Extracted data:
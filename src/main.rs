use std::sync::Arc;

use clap::{Parser, Subcommand};
use rand::rngs::SmallRng;
use rand::SeedableRng;
use tokio::io::{AsyncBufReadExt, BufReader};
use tokio::sync::broadcast::error::RecvError;

use sinkdestroy::ui::{parse_target, render_own_board, render_target_board};
use sinkdestroy::{
    init_logging, random_fleet, validate_fleet, ClientConfig, Controller, GameApi, HttpClient,
    Notice, Phase, Placement, Session, DEFAULT_HOST, DEFAULT_PORT, NUM_SHIPS,
};

#[derive(Parser)]
#[command(author, version, about, long_about = None)]
struct Cli {
    #[arg(long, global = true, default_value = DEFAULT_HOST)]
    host: String,
    #[arg(long, global = true, default_value_t = DEFAULT_PORT)]
    port: u16,
    #[command(subcommand)]
    command: Commands,
}

#[derive(clap::Args)]
struct FleetArgs {
    /// Ship as TYPE,X,Y,ORIENTATION, e.g. Carrier,0,0,horizontal. Repeat for each ship.
    #[arg(long = "ship")]
    ships: Vec<Placement>,
    /// Place the whole fleet at random instead.
    #[arg(long, conflicts_with = "ships")]
    random: bool,
    #[arg(long, help = "Fix RNG seed for reproducible placement (e.g., --seed 12345)")]
    seed: Option<u64>,
}

impl FleetArgs {
    fn fleet(&self) -> Vec<Placement> {
        if !self.random {
            return self.ships.clone();
        }
        let mut rng = match self.seed {
            Some(s) => SmallRng::seed_from_u64(s),
            None => {
                let mut seed_rng = rand::rng();
                SmallRng::from_rng(&mut seed_rng)
            }
        };
        random_fleet(&mut rng)
    }
}

#[derive(Subcommand)]
enum Commands {
    /// Check that the game server is reachable and answering.
    Ping,
    /// Validate a fleet without contacting the server.
    Check {
        #[command(flatten)]
        fleet: FleetArgs,
    },
    /// Join a game and play it from the terminal.
    Play {
        #[arg(long)]
        player: String,
        #[arg(long)]
        game_key: String,
        #[command(flatten)]
        fleet: FleetArgs,
    },
}

#[tokio::main]
async fn main() -> anyhow::Result<()> {
    init_logging();
    let cli = Cli::parse();
    let config = ClientConfig::new(cli.host, cli.port);

    match cli.command {
        Commands::Ping => {
            let client = HttpClient::new(&config)?;
            println!("{}", client.connection_details().await);
            match client.ping().await {
                Ok(true) => println!("Game server is responding"),
                Ok(false) => println!("Warning: Game server answered ping with false"),
                Err(e) => println!("Warning: Game server not responding: {}", e),
            }
        }
        Commands::Check { fleet } => {
            let fleet = fleet.fleet();
            validate_fleet(&fleet)?;
            for placement in &fleet {
                println!("{}", placement);
            }
            let preview = Session {
                fleet,
                ..Session::default()
            };
            print!("{}", render_own_board(&preview));
            println!("Fleet is valid");
        }
        Commands::Play {
            player,
            game_key,
            fleet,
        } => {
            let client = HttpClient::new(&config)?;
            if let Err(e) = client.probe().await {
                return Err(anyhow::anyhow!(
                    "Server connection failed ({}:{}): {}",
                    config.host,
                    config.port,
                    e
                ));
            }
            let controller = Controller::new(Arc::new(client), &config);
            controller.join_game(&player, &game_key, &fleet.fleet())?;
            let result = play(&controller).await;
            controller.shutdown();
            result?;
        }
    }
    Ok(())
}

async fn play(controller: &Controller) -> anyhow::Result<()> {
    let mut updates = controller.subscribe();
    let mut notices = controller.notices();
    let mut lines = BufReader::new(tokio::io::stdin()).lines();
    let mut last_status = String::new();

    loop {
        let snapshot = updates.borrow_and_update().clone();
        if snapshot.status != last_status {
            println!("{}", snapshot.status);
            last_status = snapshot.status.clone();
        }
        let session = &snapshot.session;

        match session.phase {
            Phase::Setup => return Err(anyhow::anyhow!("Could not join the game")),
            Phase::Finished => {
                print_boards(session);
                print_outcome(session);
                return Ok(());
            }
            _ => {}
        }

        if session.can_fire() {
            print_boards(session);
            println!("Your turn - enter target as x,y:");
            let Some(line) = lines.next_line().await? else {
                return Ok(());
            };
            match parse_target(&line) {
                Ok(cell) => {
                    if let Err(e) = controller.fire(cell.x, cell.y).await {
                        println!("{}", e);
                    }
                }
                Err(e) => println!("{}", e),
            }
            continue;
        }

        tokio::select! {
            changed = updates.changed() => {
                if changed.is_err() {
                    return Ok(());
                }
            }
            notice = notices.recv() => match notice {
                Ok(Notice::Error(msg)) => eprintln!("! {}", msg),
                Ok(Notice::Fatal(msg)) => eprintln!("!! {}", msg),
                Err(RecvError::Lagged(_)) => {}
                Err(RecvError::Closed) => return Ok(()),
            },
        }
    }
}

fn print_boards(session: &Session) {
    println!();
    print!("{}", render_own_board(session));
    println!();
    print!("{}", render_target_board(session));
}

fn print_outcome(session: &Session) {
    if session.sunk_enemy_ships.len() >= NUM_SHIPS {
        println!("\nVICTORY! You have sunk all enemy ships!");
    } else if !session.fleet.is_empty() && session.sunk_own_ships().len() == session.fleet.len() {
        println!("\nDEFEAT. All your ships have been destroyed.");
    } else {
        println!("\nGame over.");
    }
}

Goal of the exercise: Copy the entries exactly, leaving no line out.

Answer area:
filename src/main.rs
use std::sync::Arc;

use clap::{Parser, Subcommand};
use rand::rngs::SmallRng;
use rand::SeedableRng;
use tokio::io::{AsyncBufReadExt, BufReader};
use tokio::sync::broadcast::error::RecvError;

use sinkdestroy::ui::{parse_target, render_own_board, render_target_board};
use sinkdestroy::{
    init_logging, random_fleet, validate_fleet, ClientConfig, Controller, GameApi, HttpClient,
    Notice, Phase, Placement, Session, DEFAULT_HOST, DEFAULT_PORT, NUM_SHIPS,
};

#[derive(Parser)]
#[command(author, version, about, long_about = None)]
struct Cli {
    #[arg(long, global = true, default_value = DEFAULT_HOST)]
    host: String,
    #[arg(long, global = true, default_value_t = DEFAULT_PORT)]
    port: u16,
    #[command(subcommand)]
    command: Commands,
}

#[derive(clap::Args)]
struct FleetArgs {
    /// Ship as TYPE,X,Y,ORIENTATION, e.g. Carrier,0,0,horizontal. Repeat for each ship.
    #[arg(long = "ship")]
    ships: Vec<Placement>,
    /// Place the whole fleet at random instead.
    #[arg(long, conflicts_with = "ships")]
    random: bool,
    #[arg(long, help = "Fix RNG seed for reproducible placement (e.g., --seed 12345)")]
    seed: Option<u64>,
}

impl FleetArgs {
    fn fleet(&self) -> Vec<Placement> {
        if !self.random {
            return self.ships.clone();
        }
        let mut rng = match self.seed {
            Some(s) => SmallRng::seed_from_u64(s),
            None => {
                let mut seed_rng = rand::rng();
                SmallRng::from_rng(&mut seed_rng)
            }
        };
        random_fleet(&mut rng)
    }
}

#[derive(Subcommand)]
enum Commands {
    /// Check that the game server is reachable and answering.
    Ping,
    /// Validate a fleet without contacting the server.
    Check {
        #[command(flatten)]
        fleet: FleetArgs,
    },
    /// Join a game and play it from the terminal.
    Play {
        #[arg(long)]
        player: String,
        #[arg(long)]
        game_key: String,
        #[command(flatten)]
        fleet: FleetArgs,
    },
}

#[tokio::main]
async fn main() -> anyhow::Result<()> {
    init_logging();
    let cli = Cli::parse();
    let config = ClientConfig::new(cli.host, cli.port);

    match cli.command {
        Commands::Ping => {
            let client = HttpClient::new(&config)?;
            println!("{}", client.connection_details().await);
            match client.ping().await {
                Ok(true) => println!("Game server is responding"),
                Ok(false) => println!("Warning: Game server answered ping with false"),
                Err(e) => println!("Warning: Game server not responding: {}", e),
            }
        }
        Commands::Check { fleet } => {
            let fleet = fleet.fleet();
            validate_fleet(&fleet)?;
            for placement in &fleet {
                println!("{}", placement);
            }
            let preview = Session {
                fleet,
                ..Session::default()
            };
            print!("{}", render_own_board(&preview));
            println!("Fleet is valid");
        }
        Commands::Play {
            player,
            game_key,
            fleet,
        } => {
            let client = HttpClient::new(&config)?;
            if let Err(e) = client.probe().await {
                return Err(anyhow::anyhow!(
                    "Server connection failed ({}:{}): {}",
                    config.host,
                    config.port,
                    e
                ));
            }
            let controller = Controller::new(Arc::new(client), &config);
            controller.join_game(&player, &game_key, &fleet.fleet())?;
            let result = play(&controller).await;
            controller.shutdown();
            result?;
        }
    }
    Ok(())
}

async fn play(controller: &Controller) -> anyhow::Result<()> {
    let mut updates = controller.subscribe();
    let mut notices = controller.notices();
    let mut lines = BufReader::new(tokio::io::stdin()).lines();
    let mut last_status = String::new();

    loop {
        let snapshot = updates.borrow_and_update().clone();
        if snapshot.status != last_status {
            println!("{}", snapshot.status);
            last_status = snapshot.status.clone();
        }
        let session = &snapshot.session;

        match session.phase {
            Phase::Setup => return Err(anyhow::anyhow!("Could not join the game")),
            Phase::Finished => {
                print_boards(session);
                print_outcome(session);
                return Ok(());
            }
            _ => {}
        }

        if session.can_fire() {
            print_boards(session);
            println!("Your turn - enter target as x,y:");
            let Some(line) = lines.next_line().await? else {
                return Ok(());
            };
            match parse_target(&line) {
                Ok(cell) => {
                    if let Err(e) = controller.fire(cell.x, cell.y).await {
                        println!("{}", e);
                    }
                }
                Err(e) => println!("{}", e),
            }
            continue;
        }

        tokio::select! {
            changed = updates.changed() => {
                if changed.is_err() {
                    return Ok(());
                }
            }
            notice = notices.recv() => match notice {
                Ok(Notice::Error(msg)) => eprintln!("! {}", msg),
                Ok(Notice::Fatal(msg)) => eprintln!("!! {}", msg),
                Err(RecvError::Lagged(_)) => {}
                Err(RecvError::Closed) => return Ok(()),
            },
        }
    }
}

fn print_boards(session: &Session) {
    println!();
    print!("{}", render_own_board(session));
    println!();
    print!("{}", render_target_board(session));
}

fn print_outcome(session: &Session) {
    if session.sunk_enemy_ships.len() >= NUM_SHIPS {
        println!("\nVICTORY! You have sunk all enemy ships!");
    } else if !session.fleet.is_empty() && session.sunk_own_ships().len() == session.fleet.len() {
        println!("\nDEFEAT. All your ships have been destroyed.");
    } else {
        println!("\nGame over.");
    }
}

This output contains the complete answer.